Example:(Submitted, October 2006)
Re: Mail server report.

Our firewall determined the e-mails containing worm copies are being sent from your computer.

Nowadays it happens from many computers, because this is a new virus type (Network Worms).

Using the new bug in the Windows, these viruses infect the computer unnoticeably. After the penetrating into the computer the virus harvests all the e-mail addresses and sends the copies of itself to these e-mail addresses

Please install updates for worm elimination and your computer restoring.

Best regards,
Customers support service

Attachment: Update-KB2703-x86



Commentary:
In late 2006, messages purports to be a "Mail server report" began hitting inboxes. The email messages attempted to trick recipients into opening an attachment by claiming that "e-mails containing worm copies" had been sent from his or her computer. The messages instructed the recipient to install updates to remove the worm infection. The update was supposedly included in an attachment that came with the email.

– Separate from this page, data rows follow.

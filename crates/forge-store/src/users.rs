use chrono::Utc;
use serde::{Deserialize, Serialize};
use tracing::instrument;

use forge_core::ids::UserId;

use crate::database::Database;
use crate::error::StoreError;
use crate::row_helpers;

/// Account row. Password/JWT mechanics live outside this crate; the store only
/// resolves tokens to identities and tracks the active flag.
#[derive(Clone, Debug, Serialize, Deserialize)]
pub struct UserRow {
    pub id: UserId,
    pub username: String,
    pub auth_token: Option<String>,
    pub is_active: bool,
    pub created_at: String,
}

pub struct UserRepo {
    db: Database,
}

const SELECT_COLUMNS: &str =
    "SELECT id, username, auth_token, is_active, created_at FROM users";

impl UserRepo {
    pub fn new(db: Database) -> Self {
        Self { db }
    }

    #[instrument(skip(self, auth_token), fields(username))]
    pub fn create(&self, username: &str, auth_token: Option<&str>) -> Result<UserRow, StoreError> {
        let id = UserId::new();
        let now = Utc::now().to_rfc3339();

        self.db.with_conn(|conn| {
            conn.execute(
                "INSERT INTO users (id, username, auth_token, is_active, created_at)
                 VALUES (?1, ?2, ?3, 1, ?4)",
                rusqlite::params![id.as_str(), username, auth_token, now],
            )?;

            Ok(UserRow {
                id,
                username: username.to_string(),
                auth_token: auth_token.map(String::from),
                is_active: true,
                created_at: now,
            })
        })
    }

    #[instrument(skip(self), fields(user_id = %id))]
    pub fn get(&self, id: &UserId) -> Result<UserRow, StoreError> {
        self.db.with_conn(|conn| {
            let mut stmt = conn.prepare(&format!("{SELECT_COLUMNS} WHERE id = ?1"))?;
            let mut rows = stmt.query([id.as_str()])?;
            match rows.next()? {
                Some(row) => row_to_user(row),
                None => Err(StoreError::NotFound(format!("user {id}"))),
            }
        })
    }

    /// Resolve a bearer token to its account, if any.
    #[instrument(skip(self, token))]
    pub fn find_by_token(&self, token: &str) -> Result<Option<UserRow>, StoreError> {
        self.db.with_conn(|conn| {
            let mut stmt = conn.prepare(&format!("{SELECT_COLUMNS} WHERE auth_token = ?1"))?;
            let mut rows = stmt.query([token])?;
            match rows.next()? {
                Some(row) => Ok(Some(row_to_user(row)?)),
                None => Ok(None),
            }
        })
    }

    #[instrument(skip(self), fields(user_id = %id))]
    pub fn set_active(&self, id: &UserId, is_active: bool) -> Result<(), StoreError> {
        self.db.with_conn(|conn| {
            conn.execute(
                "UPDATE users SET is_active = ?1 WHERE id = ?2",
                rusqlite::params![is_active as i64, id.as_str()],
            )?;
            Ok(())
        })
    }
}

fn row_to_user(row: &rusqlite::Row<'_>) -> Result<UserRow, StoreError> {
    Ok(UserRow {
        id: UserId::from_raw(row_helpers::get::<String>(row, 0, "users", "id")?),
        username: row_helpers::get(row, 1, "users", "username")?,
        auth_token: row_helpers::get_opt(row, 2, "users", "auth_token")?,
        is_active: row_helpers::get::<i64>(row, 3, "users", "is_active")? != 0,
        created_at: row_helpers::get(row, 4, "users", "created_at")?,
    })
}
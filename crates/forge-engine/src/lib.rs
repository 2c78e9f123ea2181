//! Generation engine boundary.
//!
//! The server never talks to an agent framework directly. It drives a
//! [`GenerationEngine`], which emits agent activity through the
//! [`RunCallbacks`] seam. The production implementation
//! ([`CommandEngine`]) wraps an external agent process speaking
//! line-delimited JSON; [`ScriptedEngine`] replays canned activity for
//! tests.

pub mod callbacks;
pub mod command;
pub mod context;
pub mod error;
pub mod scripted;
pub mod service;
pub mod templates;

pub use callbacks::{RunCallbacks, TaskUpdate};
pub use command::CommandEngine;
pub use error::EngineError;
pub use scripted::{ScriptStep, ScriptedEngine};
pub use service::{ContinuationRequest, GenerationEngine, GenerationRequest};
pub use templates::{all_templates, get_template, render_prompt, ProjectTemplate};
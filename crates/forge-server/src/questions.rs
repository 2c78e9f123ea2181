//! Pending-question rendezvous between a blocked engine run and the
//! client's eventual answer.
//!
//! A run task parks in [`PendingQuestions::wait`]; the gateway resolves
//! from its own task when the user responds. Resolution and waiting may
//! land in either order, so the answer is stored before the notify fires
//! and the notify permit covers the resolve-first case.

use std::sync::Arc;
use std::time::Duration;

use dashmap::DashMap;
use tokio::sync::Notify;

use forge_core::{ProjectId, QuestionId, QuestionMode};

use crate::client::ClientId;

/// A question currently awaiting a human answer.
#[derive(Clone)]
pub struct PendingQuestion {
    pub project_id: ProjectId,
    pub client_id: ClientId,
    pub agent: String,
    pub content: String,
    pub mode: QuestionMode,
    pub options: Option<Vec<String>>,
}

struct Entry {
    question: PendingQuestion,
    notify: Notify,
}

#[derive(Default)]
pub struct PendingQuestions {
    pending: DashMap<QuestionId, Arc<Entry>>,
    answers: DashMap<QuestionId, String>,
}

impl PendingQuestions {
    pub fn new() -> Self {
        Self::default()
    }

    /// Register a question and get its id for the clarification frame.
    pub fn create(
        &self,
        project_id: ProjectId,
        client_id: ClientId,
        agent: &str,
        content: &str,
        mode: QuestionMode,
        options: Option<Vec<String>>,
    ) -> QuestionId {
        let id = QuestionId::new();
        let question = PendingQuestion {
            project_id,
            client_id,
            agent: agent.to_string(),
            content: content.to_string(),
            mode,
            options,
        };
        self.pending.insert(
            id.clone(),
            Arc::new(Entry {
                question,
                notify: Notify::new(),
            }),
        );
        id
    }

    pub fn get(&self, id: &QuestionId) -> Option<PendingQuestion> {
        self.pending.get(id).map(|e| e.question.clone())
    }

    /// Deliver an answer. The question stops being pending on the spot,
    /// so a second resolve (or one arriving after timeout) returns false
    /// and leaves the first answer untouched.
    pub fn resolve(&self, id: &QuestionId, answer: String) -> bool {
        let Some((_, entry)) = self.pending.remove(id) else {
            return false;
        };
        self.answers.insert(id.clone(), answer);
        entry.notify.notify_one();
        true
    }

    /// Park until the question is answered or the timeout elapses.
    /// Either way the question is gone afterwards; a late answer for it
    /// will find nothing to resolve.
    pub async fn wait(&self, id: &QuestionId, timeout: Duration) -> Option<String> {
        let entry = match self.pending.get(id).map(|e| Arc::clone(&e)) {
            Some(entry) => entry,
            // Resolved before the run got here; the answer is parked.
            None => return self.answers.remove(id).map(|(_, a)| a),
        };

        let outcome = tokio::time::timeout(timeout, entry.notify.notified()).await;
        self.pending.remove(id);
        let answer = self.answers.remove(id).map(|(_, a)| a);
        match outcome {
            Ok(()) => answer,
            Err(_) => None,
        }
    }

    pub fn pending_count(&self) -> usize {
        self.pending.len()
    }
}
#[derive(Debug, thiserror::Error)]
pub enum StoreError {
    #[error("database error: {0}")]
    Database(String),

    #[error("not found: {0}")]
    NotFound(String),

    #[error("corrupt row in {table}.{column}: {detail}")]
    CorruptRow {
        table: &'static str,
        column: &'static str,
        detail: String,
    },

    #[error("IO error: {0}")]
    Io(String),
}

impl From<rusqlite::Error> for StoreError {
    fn from(e: rusqlite::Error) -> Self {
        StoreError::Database(e.to_string())
    }
}
/// SQL DDL for the forge database.
/// WAL mode + foreign keys enabled at connection time.
pub const SCHEMA_VERSION: u32 = 1;

pub const CREATE_TABLES: &str = r#"
CREATE TABLE IF NOT EXISTS projects (
    id TEXT PRIMARY KEY,
    name TEXT NOT NULL,
    requirement TEXT NOT NULL,
    status TEXT NOT NULL DEFAULT 'pending',
    workspace_path TEXT,
    user_id TEXT,
    created_at TEXT NOT NULL,
    updated_at TEXT NOT NULL
);

CREATE TABLE IF NOT EXISTS messages (
    id TEXT PRIMARY KEY,
    project_id TEXT NOT NULL REFERENCES projects(id),
    agent TEXT NOT NULL,
    content TEXT NOT NULL,
    kind TEXT NOT NULL DEFAULT 'agent_message',
    round INTEGER NOT NULL DEFAULT 1,
    created_at TEXT NOT NULL
);

CREATE TABLE IF NOT EXISTS users (
    id TEXT PRIMARY KEY,
    username TEXT NOT NULL UNIQUE,
    auth_token TEXT UNIQUE,
    is_active INTEGER NOT NULL DEFAULT 1,
    created_at TEXT NOT NULL
);

CREATE INDEX IF NOT EXISTS idx_projects_created ON projects(created_at DESC);
CREATE INDEX IF NOT EXISTS idx_projects_status ON projects(status);
CREATE INDEX IF NOT EXISTS idx_projects_user ON projects(user_id);
CREATE INDEX IF NOT EXISTS idx_messages_project ON messages(project_id);
CREATE INDEX IF NOT EXISTS idx_messages_project_round ON messages(project_id, round);
CREATE INDEX IF NOT EXISTS idx_users_token ON users(auth_token);

CREATE TABLE IF NOT EXISTS schema_version (
    version INTEGER NOT NULL
);
"#;

pub const PRAGMAS: &str = r#"
PRAGMA journal_mode = WAL;
PRAGMA foreign_keys = ON;
PRAGMA busy_timeout = 5000;
PRAGMA synchronous = NORMAL;
"#;
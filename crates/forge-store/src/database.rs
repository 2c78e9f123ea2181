use std::path::{Path, PathBuf};
use std::sync::Arc;

use parking_lot::Mutex;
use rusqlite::Connection;
use tracing::info;

use crate::error::StoreError;
use crate::schema;

/// Thread-safe SQLite connection wrapper.
/// Uses parking_lot::Mutex for synchronous access (rusqlite is not Send).
pub struct Database {
    conn: Arc<Mutex<Connection>>,
    path: PathBuf,
}

impl Database {
    /// Open or create a database at the given path.
    pub fn open(path: &Path) -> Result<Self, StoreError> {
        if let Some(parent) = path.parent() {
            std::fs::create_dir_all(parent)
                .map_err(|e| StoreError::Io(format!("create dir: {e}")))?;
        }

        let conn = Connection::open(path).map_err(|e| StoreError::Database(e.to_string()))?;
        init_connection(&conn)?;

        info!(path = %path.display(), "database opened");

        Ok(Self {
            conn: Arc::new(Mutex::new(conn)),
            path: path.to_owned(),
        })
    }

    /// Open an in-memory database (for testing).
    pub fn in_memory() -> Result<Self, StoreError> {
        let conn =
            Connection::open_in_memory().map_err(|e| StoreError::Database(e.to_string()))?;
        init_connection(&conn)?;

        Ok(Self {
            conn: Arc::new(Mutex::new(conn)),
            path: PathBuf::from(":memory:"),
        })
    }

    /// Execute a closure with the database connection.
    pub fn with_conn<F, T>(&self, f: F) -> Result<T, StoreError>
    where
        F: FnOnce(&Connection) -> Result<T, StoreError>,
    {
        let conn = self.conn.lock();
        f(&conn)
    }

    pub fn path(&self) -> &Path {
        &self.path
    }
}

fn init_connection(conn: &Connection) -> Result<(), StoreError> {
    conn.execute_batch(schema::PRAGMAS)
        .map_err(|e| StoreError::Database(format!("pragmas: {e}")))?;

    conn.execute_batch(schema::CREATE_TABLES)
        .map_err(|e| StoreError::Database(format!("schema: {e}")))?;

    let version: Option<u32> = conn
        .query_row("SELECT version FROM schema_version LIMIT 1", [], |row| {
            row.get(0)
        })
        .ok();

    if version.is_none() {
        conn.execute(
            "INSERT INTO schema_version (version) VALUES (?1)",
            [schema::SCHEMA_VERSION],
        )
        .map_err(|e| StoreError::Database(format!("schema version: {e}")))?;
    }

    Ok(())
}

impl Clone for Database {
    fn clone(&self) -> Self {
        Self {
            conn: self.conn.clone(),
            path: self.path.clone(),
        }
    }
}

#[cfg(test)]
mod tests {
    use super::*;

    #[test]
    fn open_in_memory() {
        let db = Database::in_memory().unwrap();
        assert_eq!(db.path(), Path::new(":memory:"));
    }

    #[test]
    fn schema_version_set() {
        let db = Database::in_memory().unwrap();
        let version: u32 = db
            .with_conn(|conn| {
                conn.query_row("SELECT version FROM schema_version", [], |row| row.get(0))
                    .map_err(|e| StoreError::Database(e.to_string()))
            })
            .unwrap();
        assert_eq!(version, schema::SCHEMA_VERSION);
    }

    #[test]
    fn tables_created() {
        let db = Database::in_memory().unwrap();
        db.with_conn(|conn| {
            let tables: Vec<String> = conn
                .prepare("SELECT name FROM sqlite_master WHERE type='table' ORDER BY name")
                .map_err(|e| StoreError::Database(e.to_string()))?
                .query_map([], |row| row.get(0))
                .map_err(|e| StoreError::Database(e.to_string()))?
                .collect::<Result<_, _>>()
                .map_err(|e| StoreError::Database(e.to_string()))?;

            assert!(tables.contains(&"projects".to_string()));
            assert!(tables.contains(&"messages".to_string()));
            assert!(tables.contains(&"users".to_string()));
            Ok(())
        })
        .unwrap();
    }

    #[test]
    fn open_file_database() {
        let dir = std::env::temp_dir().join(format!("forge-store-test-{}", uuid::Uuid::now_v7()));
        let path = dir.join("test.db");
        let db = Database::open(&path).unwrap();
        assert!(path.exists());

        // Open again — should not fail
        let db2 = Database::open(&path).unwrap();
        drop(db);
        drop(db2);

        let _ = std::fs::remove_dir_all(&dir);
    }
}
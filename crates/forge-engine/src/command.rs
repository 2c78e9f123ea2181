//! Engine backed by an external agent process.
//!
//! The process is spawned once per run. It receives a single JSON
//! request line on stdin and streams JSON event lines on stdout:
//!
//! ```text
//! {"event":"message","agent":"Mike","content":"...","kind":"agent_message"}
//! {"event":"ask_human","agent":"Mia","question":"...","mode":"inline","options":["a","b"]}
//! {"event":"task","tasks":[...],"task_id":"t1","assignee":"Alex","instruction":"..."}
//! {"event":"complete","workspace_path":"/workspaces/proj_x"}
//! {"event":"error","message":"..."}
//! ```
//!
//! An `ask_human` event blocks the run; the answer is written back to
//! the process as `{"answer":"..."}` on stdin.

use std::path::PathBuf;
use std::process::Stdio;

use async_trait::async_trait;
use serde::Deserialize;
use tokio::io::{AsyncBufReadExt, AsyncWriteExt, BufReader};
use tokio::process::{Child, ChildStdin, Command};
use tracing::{debug, warn};

use forge_core::{MessageKind, QuestionMode};

use crate::callbacks::{RunCallbacks, TaskUpdate};
use crate::error::EngineError;
use crate::service::{ContinuationRequest, GenerationEngine, GenerationRequest};

#[derive(Debug, Deserialize)]
#[serde(tag = "event", rename_all = "snake_case")]
enum EngineEvent {
    Message {
        agent: String,
        content: String,
        #[serde(default)]
        kind: Option<MessageKind>,
    },
    AskHuman {
        agent: String,
        question: String,
        #[serde(default)]
        mode: Option<QuestionMode>,
        #[serde(default)]
        options: Option<Vec<String>>,
    },
    Task {
        #[serde(default)]
        tasks: Vec<serde_json::Value>,
        #[serde(default)]
        task_id: String,
        #[serde(default)]
        assignee: String,
        #[serde(default)]
        instruction: String,
    },
    Complete {
        workspace_path: PathBuf,
    },
    Error {
        message: String,
    },
}

fn parse_event(line: &str) -> Result<EngineEvent, EngineError> {
    serde_json::from_str(line)
        .map_err(|e| EngineError::Protocol(format!("bad event line: {e}: {line}")))
}

/// Engine that shells out to an agent-runner command.
pub struct CommandEngine {
    program: String,
    args: Vec<String>,
}

impl CommandEngine {
    pub fn new(program: impl Into<String>) -> Self {
        Self {
            program: program.into(),
            args: Vec::new(),
        }
    }

    pub fn with_args(mut self, args: Vec<String>) -> Self {
        self.args = args;
        self
    }

    fn spawn(&self) -> Result<(Child, ChildStdin), EngineError> {
        let mut child = Command::new(&self.program)
            .args(&self.args)
            .stdin(Stdio::piped())
            .stdout(Stdio::piped())
            .stderr(Stdio::null())
            .kill_on_drop(true)
            .spawn()?;
        let stdin = child
            .stdin
            .take()
            .ok_or_else(|| EngineError::Interrupted("child stdin unavailable".into()))?;
        Ok((child, stdin))
    }

    async fn run(
        &self,
        request: serde_json::Value,
        callbacks: &dyn RunCallbacks,
    ) -> Result<PathBuf, EngineError> {
        let (mut child, mut stdin) = self.spawn()?;
        let stdout = child
            .stdout
            .take()
            .ok_or_else(|| EngineError::Interrupted("child stdout unavailable".into()))?;

        let mut request_line = serde_json::to_string(&request)
            .map_err(|e| EngineError::Protocol(format!("bad request: {e}")))?;
        request_line.push('\n');
        stdin.write_all(request_line.as_bytes()).await?;
        stdin.flush().await?;

        let mut lines = BufReader::new(stdout).lines();
        let mut workspace = None;

        while let Some(line) = lines.next_line().await? {
            let line = line.trim();
            if line.is_empty() {
                continue;
            }
            match parse_event(line)? {
                EngineEvent::Message {
                    agent,
                    content,
                    kind,
                } => {
                    callbacks
                        .on_message(&agent, &content, kind.unwrap_or(MessageKind::AgentMessage))
                        .await;
                }
                EngineEvent::AskHuman {
                    agent,
                    question,
                    mode,
                    options,
                } => {
                    let answer = callbacks
                        .on_ask_human(&agent, &question, mode.unwrap_or_default(), options)
                        .await;
                    let mut reply =
                        serde_json::to_string(&serde_json::json!({ "answer": answer }))
                            .map_err(|e| EngineError::Protocol(e.to_string()))?;
                    reply.push('\n');
                    stdin.write_all(reply.as_bytes()).await?;
                    stdin.flush().await?;
                }
                EngineEvent::Task {
                    tasks,
                    task_id,
                    assignee,
                    instruction,
                } => {
                    callbacks
                        .on_task(TaskUpdate {
                            tasks,
                            current_task_id: task_id,
                            current_assignee: assignee,
                            instruction,
                        })
                        .await;
                }
                EngineEvent::Complete { workspace_path } => {
                    workspace = Some(workspace_path);
                    break;
                }
                EngineEvent::Error { message } => {
                    let _ = child.wait().await;
                    return Err(EngineError::Generation(message));
                }
            }
        }

        let status = child.wait().await?;
        match workspace {
            Some(path) => {
                debug!(workspace = %path.display(), "engine run complete");
                Ok(path)
            }
            None => {
                warn!(%status, "engine exited without completing");
                Err(EngineError::Interrupted(format!(
                    "engine exited with {status} before reporting completion"
                )))
            }
        }
    }
}

#[async_trait]
impl GenerationEngine for CommandEngine {
    async fn generate(
        &self,
        request: GenerationRequest,
        callbacks: &dyn RunCallbacks,
    ) -> Result<PathBuf, EngineError> {
        self.run(
            serde_json::json!({
                "op": "generate",
                "project_name": request.project_name,
                "requirement": request.requirement,
            }),
            callbacks,
        )
        .await
    }

    async fn continue_generation(
        &self,
        request: ContinuationRequest,
        callbacks: &dyn RunCallbacks,
    ) -> Result<PathBuf, EngineError> {
        self.run(continuation_payload(&request), callbacks).await
    }
}

/// Build the request line for a continuation run. The prompt already
/// carries the conversation history; the existing workspace files are
/// summarized and appended so the agent process sees the current state
/// of the project.
fn continuation_payload(request: &ContinuationRequest) -> serde_json::Value {
    let mut requirement = request.prompt.clone();
    let summary = crate::context::summarize_workspace(&request.workspace_path);
    if !summary.is_empty() {
        requirement.push_str("\n=== EXISTING FILES ===\n");
        requirement.push_str(&summary);
    }
    serde_json::json!({
        "op": "continue",
        "project_name": request.project_name,
        "requirement": requirement,
        "workspace_path": request.workspace_path,
    })
}

#[cfg(test)]
mod tests {
    use super::*;

    #[test]
    fn parses_message_event() {
        let event = parse_event(
            r#"{"event":"message","agent":"Mike","content":"hi","kind":"agent_message"}"#,
        )
        .unwrap();
        match event {
            EngineEvent::Message { agent, kind, .. } => {
                assert_eq!(agent, "Mike");
                assert_eq!(kind, Some(MessageKind::AgentMessage));
            }
            other => panic!("unexpected event: {other:?}"),
        }
    }

    #[test]
    fn parses_ask_human_with_defaults() {
        let event =
            parse_event(r#"{"event":"ask_human","agent":"Mia","question":"color?"}"#).unwrap();
        match event {
            EngineEvent::AskHuman { mode, options, .. } => {
                assert!(mode.is_none());
                assert!(options.is_none());
            }
            other => panic!("unexpected event: {other:?}"),
        }
    }

    #[test]
    fn rejects_unknown_event() {
        assert!(matches!(
            parse_event(r#"{"event":"frobnicate"}"#),
            Err(EngineError::Protocol(_))
        ));
    }

    #[cfg(unix)]
    #[tokio::test]
    async fn runs_script_to_completion() {
        use crate::scripted::tests_support::Recorder;

        // Consumes the request line before emitting events.
        let script = concat!(
            r#"head -n 1 > /dev/null; printf '%s\n' "#,
            r#"'{"event":"message","agent":"Mike","content":"working"}' "#,
            r#"'{"event":"complete","workspace_path":"/tmp/ws"}'"#,
        );
        let engine = CommandEngine::new("sh").with_args(vec!["-c".into(), script.into()]);
        let recorder = Recorder::default();

        let request = GenerationRequest {
            project_name: "demo".to_string(),
            requirement: "anything".to_string(),
        };
        let workspace = engine.generate(request, &recorder).await.unwrap();
        assert_eq!(workspace, PathBuf::from("/tmp/ws"));
        assert_eq!(recorder.message_count(), 1);
    }

    #[test]
    fn continuation_payload_includes_workspace_summary() {
        use std::fs;

        let dir = std::env::temp_dir().join(format!("forge-cont-{}", std::process::id()));
        let _ = fs::remove_dir_all(&dir);
        fs::create_dir_all(&dir).unwrap();
        fs::write(dir.join("index.html"), "<h1>hello</h1>").unwrap();

        let request = ContinuationRequest {
            project_name: "demo".to_string(),
            prompt: "Add dark mode".to_string(),
            workspace_path: dir.clone(),
        };
        let payload = continuation_payload(&request);
        let requirement = payload["requirement"].as_str().unwrap();
        assert!(requirement.starts_with("Add dark mode"));
        assert!(requirement.contains("=== EXISTING FILES ==="));
        assert!(requirement.contains("--- index.html ---"));
        assert!(requirement.contains("<h1>hello</h1>"));

        let _ = fs::remove_dir_all(&dir);
    }

    #[test]
    fn continuation_payload_without_workspace_is_prompt_only() {
        let request = ContinuationRequest {
            project_name: "demo".to_string(),
            prompt: "Add dark mode".to_string(),
            workspace_path: std::path::PathBuf::from("/nonexistent/forge-test-workspace"),
        };
        let payload = continuation_payload(&request);
        assert_eq!(payload["requirement"], "Add dark mode");
    }

    #[cfg(unix)]
    #[tokio::test]
    async fn early_exit_is_interrupted() {
        use crate::scripted::tests_support::Recorder;

        // Consumes the request line, then exits without any events.
        let engine =
            CommandEngine::new("sh").with_args(vec!["-c".into(), "head -n 1 > /dev/null".into()]);
        let recorder = Recorder::default();
        let request = GenerationRequest {
            project_name: "demo".to_string(),
            requirement: "anything".to_string(),
        };
        let err = engine.generate(request, &recorder).await.unwrap_err();
        assert!(matches!(err, EngineError::Interrupted(_)));
    }
}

However, the "update" actually carried a variant of the W32.Stration worm. This family of worms is also known as Warezov. Once executed, the worm was able to download and execute remote files, harvest email addresses from the infected computer, and send itself to these addresses. Ironically, the warning about worms contained in the message more or less described the behaviour of its own malicious payload. The messages used spoofing to disguise their true origin.

Service providers and anti-virus companies would never send software updates via unsolicited email attachments. The bogus update ruse has been used before to distribute computer worms. In 2005, official looking emails that claimed to be from Microsoft carried worms disguised as "security patches". Any message that claims the recipient needs to open an attachment to install an update should be treated with extreme caution.

The "Mail Server report" message was only one of several that carried the worm. The messages had a number of different email subject lines and various attachment names. The particular variant of this worm discussed above was being distributed late in 2006. However, the same trick was used again early in 2007 to distribute later variants of the worm. According to an April 2007 posting on the F-Secure blog, hackers were once again using the fake Mail Server Report emails to distribute malware. This later distribution did not appear to be as prolonged and widespread as the earlier 2006 attack.

Update:
During May and June 2007 an "urgent" warning email about the "Mail server report" messages began hitting inboxes. Hackers and scammers often revive the same tactics they have successfully used in the past so the warning email does retain some validity.

That said, at the time of writing, I have seen no reports that indicate that this threat is currently being widely distributed, so the warning message is somewhat redundant and tends to exaggerate the urgency of the threat. In fact, there are a number of other worms and trojans being distributed that are currently more significant threats than this "Mail Server Report" malware.

Unfortunately this tends to be a problem with email virus warnings in general. Often, the warning emails continue to circulate long after the described threat has ceased to be significant. They also have a tendency to exaggerate the amount of damage caused by the threat and often contain inaccurate and misleading information.

The best defence against email worms and other malware is to run reliable and up-to-date antivirus and anti-spyware programs, use a firewall, keep your operating system and software updated, and use caution when dealing with email attachments and links in email.

An example of the warning email:
Subject: Fwd: Heads Up.... Bad Virus - not a hoax

This is real as I read about it in Net Guide

I received an email "Mail Server Report" twice in my email box this morning, but deleted it without opening

THIS IS NOT A HOAX!

Warn everyone you know through e-mail not to open an e-mail with "Mail Server Report" in the subject line. This one is real!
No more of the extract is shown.